Wordle #324 had two solutions, fetus and shine, but not by design.Credit:Wordle
Some sleuths detected evidence of cybercrime. “My husband got the same as you and I got shine,” tweeted a fellow Melburnian. “Hacked?”
Maybe it was something to do with the technology. “Just tested it out, got shine on Safari, and fetus on Chrome on my iPhone,” observed a Brisbane-based player.
“Reverse for me,” responded another. “Fetus on Safari, shine on Google.”
Was Wordle picking winners? “My son got the same as you and I got shine. Easy and hard. Why?????”
It was Brisbane-based Elle who came closest to guessing the truth when she observed of “fetus” that “maybe due to the current events in the US they were trying to not have that word be drawn and it glitched and some still got it?”
On the Gameplay section of its website, The New York Times, which bought the game from creator Josh Wardle for $US1 million in January, published an explanation.

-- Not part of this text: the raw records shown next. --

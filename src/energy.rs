//! The incrementally maintained Gaussian energy field.
//!
//! Every pixel of one tracked polarity contributes
//! `exp(-d² / (2σ²))` to each pixel within the support window around
//! it, where `d²` is the squared toroidal offset. The field value at a
//! pixel then measures how tightly clustered the tracked pixels are in
//! its neighborhood: the maximum over a class of pixels is the tightest
//! cluster, the minimum the largest void.
//!
//! Flipping a single pixel only touches the window around it, so the
//! field is kept consistent with `add_contribution` /
//! `remove_contribution` in O(window²) per flip instead of rebuilding
//! all N² pixels from scratch.

use crate::{
    grid::{BinaryPattern, Cell, window_range, wrap},
    search::{ExtremumKind, Polarity},
};

/// Standard deviation of the Gaussian influence kernel.
pub const SIGMA: f64 = 1.5;

/// Support radius of the kernel, `ceil(3σ)` pixels per axis.
///
/// Contributions beyond 3σ are defined to be zero. This is a deliberate
/// accuracy/speed trade-off inherited from the classic formulation, not
/// merely a numerical approximation.
pub const SUPPORT_RADIUS: usize = 5;

/// Precomputed kernel weights over the (possibly clamped) support
/// window for one grid width.
#[derive(Debug, Clone)]
pub(crate) struct Kernel {
    offsets: Vec<(isize, isize, f64)>,
}

impl Kernel {
    pub(crate) fn new(width: usize) -> Self {
        let (start, end) = window_range(width, SUPPORT_RADIUS);
        let mut offsets =
            Vec::with_capacity(((end - start + 1) * (end - start + 1)) as usize);
        for dy in start..=end {
            for dx in start..=end {
                let d2 = (dx * dx + dy * dy) as f64;
                offsets.push((dx, dy, (-d2 / (2.0 * SIGMA * SIGMA)).exp()));
            }
        }
        Self { offsets }
    }

    pub(crate) fn offsets(&self) -> &[(isize, isize, f64)] {
        &self.offsets
    }
}

/// Accumulated Gaussian influence of all pixels of one tracked
/// polarity.
///
/// The field must be rebuilt with [`EnergyField::new`] whenever the
/// tracked polarity switches; between rebuilds it is kept consistent by
/// calling [`add_contribution`](EnergyField::add_contribution) or
/// [`remove_contribution`](EnergyField::remove_contribution) exactly
/// once per pixel flip, immediately after updating the pattern.
#[derive(Debug, Clone)]
pub struct EnergyField {
    width: usize,
    tracked: bool,
    values: Vec<f64>,
    kernel: Kernel,
}

impl EnergyField {
    /// Builds the field from scratch by adding every pixel whose value
    /// matches the tracked polarity. O(N² · window²).
    pub fn new(pattern: &BinaryPattern, polarity: Polarity) -> Self {
        let width = pattern.width();
        let tracked = polarity.tracked_value();
        let mut field = Self {
            width,
            tracked,
            values: vec![0.0; width * width],
            kernel: Kernel::new(width),
        };
        for y in 0..width {
            for x in 0..width {
                if pattern.get(x, y) == tracked {
                    field.add_contribution(x, y);
                }
            }
        }
        field
    }

    /// The pattern value whose pixels contribute energy.
    #[inline]
    pub fn tracked_value(&self) -> bool {
        self.tracked
    }

    /// Field value at a pixel.
    #[inline]
    pub fn value(&self, x: usize, y: usize) -> f64 {
        self.values[y * self.width + x]
    }

    /// Adds the contribution of a pixel that just flipped to the
    /// tracked polarity.
    pub fn add_contribution(&mut self, x: usize, y: usize) {
        self.apply(x, y, 1.0);
    }

    /// Removes the contribution of a pixel that just flipped away from
    /// the tracked polarity.
    pub fn remove_contribution(&mut self, x: usize, y: usize) {
        self.apply(x, y, -1.0);
    }

    fn apply(&mut self, x: usize, y: usize, sign: f64) {
        for &(dx, dy, weight) in self.kernel.offsets() {
            let px = wrap(x, dx, self.width);
            let py = wrap(y, dy, self.width);
            self.values[py * self.width + px] += sign * weight;
        }
    }

    /// Finds the position of the maximum (tightest cluster) or minimum
    /// (largest void) field value among pixels whose pattern value
    /// equals `match_value`.
    ///
    /// Returns `None` when no pixel matches, which callers treat as the
    /// normal "search exhausted" termination signal.
    ///
    /// Ties go to the first candidate in row-major scan order. This is
    /// deterministic but arbitrary, and is kept so masks stay
    /// reproducible; randomized tie-breaking would improve mask
    /// quality slightly.
    pub fn find_extremum(
        &self,
        pattern: &BinaryPattern,
        kind: ExtremumKind,
        match_value: bool,
    ) -> Option<Cell> {
        debug_assert_eq!(pattern.width(), self.width);
        let mut best: Option<(Cell, f64)> = None;
        for y in 0..self.width {
            for x in 0..self.width {
                if pattern.get(x, y) != match_value {
                    continue;
                }
                let energy = self.value(x, y);
                let better = match best {
                    None => true,
                    Some((_, best_energy)) => match kind {
                        ExtremumKind::Cluster => energy > best_energy,
                        ExtremumKind::Void => energy < best_energy,
                    },
                };
                if better {
                    best = Some(((x, y), energy));
                }
            }
        }
        best.map(|(cell, _)| cell)
    }
}

#[cfg(test)]
mod tests {
    use super::*;
    use rand::{Rng, SeedableRng, rngs::SmallRng};

    const TOLERANCE: f64 = 1e-9;

    fn assert_fields_match(a: &EnergyField, b: &EnergyField, width: usize) {
        for y in 0..width {
            for x in 0..width {
                let (va, vb) = (a.value(x, y), b.value(x, y));
                assert!(
                    (va - vb).abs() < TOLERANCE,
                    "field mismatch at ({x}, {y}): {va} vs {vb}"
                );
            }
        }
    }

    /// 2×2 block of active pixels at the origin plus one isolated
    /// active pixel at (3, 3).
    fn block_and_corner() -> BinaryPattern {
        let mut pattern = BinaryPattern::new(4);
        for (x, y) in [(0, 0), (1, 0), (0, 1), (1, 1), (3, 3)] {
            pattern.set(x, y, true);
        }
        pattern
    }

    #[test]
    fn block_is_tightest_cluster() {
        let pattern = block_and_corner();
        let field = EnergyField::new(&pattern, Polarity::Standard);

        let cluster = field
            .find_extremum(&pattern, ExtremumKind::Cluster, true)
            .unwrap();
        assert_eq!(cluster, (0, 0));

        // Every block pixel carries more energy than the isolated one.
        let corner = field.value(3, 3);
        for (x, y) in [(0, 0), (1, 0), (0, 1), (1, 1)] {
            assert!(field.value(x, y) > corner);
        }
    }

    #[test]
    fn isolated_pixel_is_least_clustered_active() {
        let pattern = block_and_corner();
        let field = EnergyField::new(&pattern, Polarity::Standard);
        let loosest = field
            .find_extremum(&pattern, ExtremumKind::Void, true)
            .unwrap();
        assert_eq!(loosest, (3, 3));
    }

    #[test]
    fn search_exhausted_on_empty_class() {
        let pattern = BinaryPattern::new(4);
        let field = EnergyField::new(&pattern, Polarity::Standard);
        assert_eq!(
            field.find_extremum(&pattern, ExtremumKind::Cluster, true),
            None
        );
    }

    #[test]
    fn ties_go_to_first_in_scan_order() {
        // Two isolated pixels far apart on a grid large enough that
        // their windows do not overlap: identical energy, so the scan
        // must pick the earlier one.
        let mut pattern = BinaryPattern::new(16);
        pattern.set(2, 2, true);
        pattern.set(12, 12, true);
        let field = EnergyField::new(&pattern, Polarity::Standard);
        assert_eq!(
            field.find_extremum(&pattern, ExtremumKind::Cluster, true),
            Some((2, 2))
        );
    }

    #[test]
    fn degenerate_two_pixel_grid_wraps_once() {
        // N=2: every pixel is within 3σ of every other through
        // wraparound. Each neighbor must contribute exactly once.
        let mut pattern = BinaryPattern::new(2);
        pattern.set(0, 0, true);
        let field = EnergyField::new(&pattern, Polarity::Standard);

        let w = 2.0 * SIGMA * SIGMA;
        assert!((field.value(0, 0) - 1.0).abs() < TOLERANCE);
        assert!((field.value(1, 0) - (-1.0 / w).exp()).abs() < TOLERANCE);
        assert!((field.value(0, 1) - (-1.0 / w).exp()).abs() < TOLERANCE);
        assert!((field.value(1, 1) - (-2.0 / w).exp()).abs() < TOLERANCE);
    }

    #[test]
    fn add_then_remove_restores_field() {
        let pattern = block_and_corner();
        let mut field = EnergyField::new(&pattern, Polarity::Standard);
        let before = field.clone();

        field.add_contribution(2, 3);
        field.remove_contribution(2, 3);
        assert_fields_match(&field, &before, 4);
    }

    #[test]
    fn incremental_updates_match_rebuild() {
        let width = 24;
        let mut rng = SmallRng::seed_from_u64(7);
        let mut pattern = BinaryPattern::new(width);
        for index in 0..width * width {
            pattern.set_index(index, rng.random_bool(0.3));
        }
        let mut field = EnergyField::new(&pattern, Polarity::Standard);

        // Random flips, mirrored into the field incrementally.
        for _ in 0..200 {
            let x = rng.random_range(0..width);
            let y = rng.random_range(0..width);
            let active = pattern.get(x, y);
            pattern.set(x, y, !active);
            if active {
                field.remove_contribution(x, y);
            } else {
                field.add_contribution(x, y);
            }
        }

        let rebuilt = EnergyField::new(&pattern, Polarity::Standard);
        assert_fields_match(&field, &rebuilt, width);
    }

    #[test]
    fn reversed_polarity_tracks_inactive_pixels() {
        let mut pattern = BinaryPattern::new(8);
        pattern.set(4, 4, true);
        let field = EnergyField::new(&pattern, Polarity::Reversed);
        // 63 inactive contributors; the lone active pixel still
        // receives their influence but contributes none itself.
        assert!(field.value(4, 4) > 0.0);
        let rebuilt_tracked = field.tracked_value();
        assert!(!rebuilt_tracked);
    }
}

With protests raging against a possible decision by the US Supreme Court to overturn Roe v Wade, the word ‘fetus’ suddenly took on great significance.Credit:Amanda Andrade-Rhoades
“Some users may see an outdated answer that seems closely connected to a major recent news event,” the note from Everdeen Mason, the masthead’s editorial director for games, said. “This is entirely unintentional and a coincidence – today’s original answer was loaded into Wordle last year.”
Mason wrote in her note that the Times treats the games section “as a place to entertain and escape” and seeks to ensure that Wordle remains “distinct from the news”.
But in light of the fact the US Supreme Court appears to be on the brink of overturning Roe v Wade, the landmark 1973 decision that protects women’s right to abortion, the word “fetus” – which was her note didn’t actually explicitly mention – has suddenly become about as newsy as it gets.
The trouble is, changing a word in the pre-programmed forward list that runs to 2027 is “difficult”, according to Mason. Even so, “when we discovered last week that this particular word would be featured today, we switched it for as many solvers as possible.”
Players who had refreshed their browser window would get the new word, “shine”, but those who didn’t would get the original word.
Deeply traumatic for all concerned, we’re sure. But rest assured, the Wordle elves are busy tinkering away at the software to ensure nothing as dreadful as a double answer – or the news – can ever intrude upon the game again.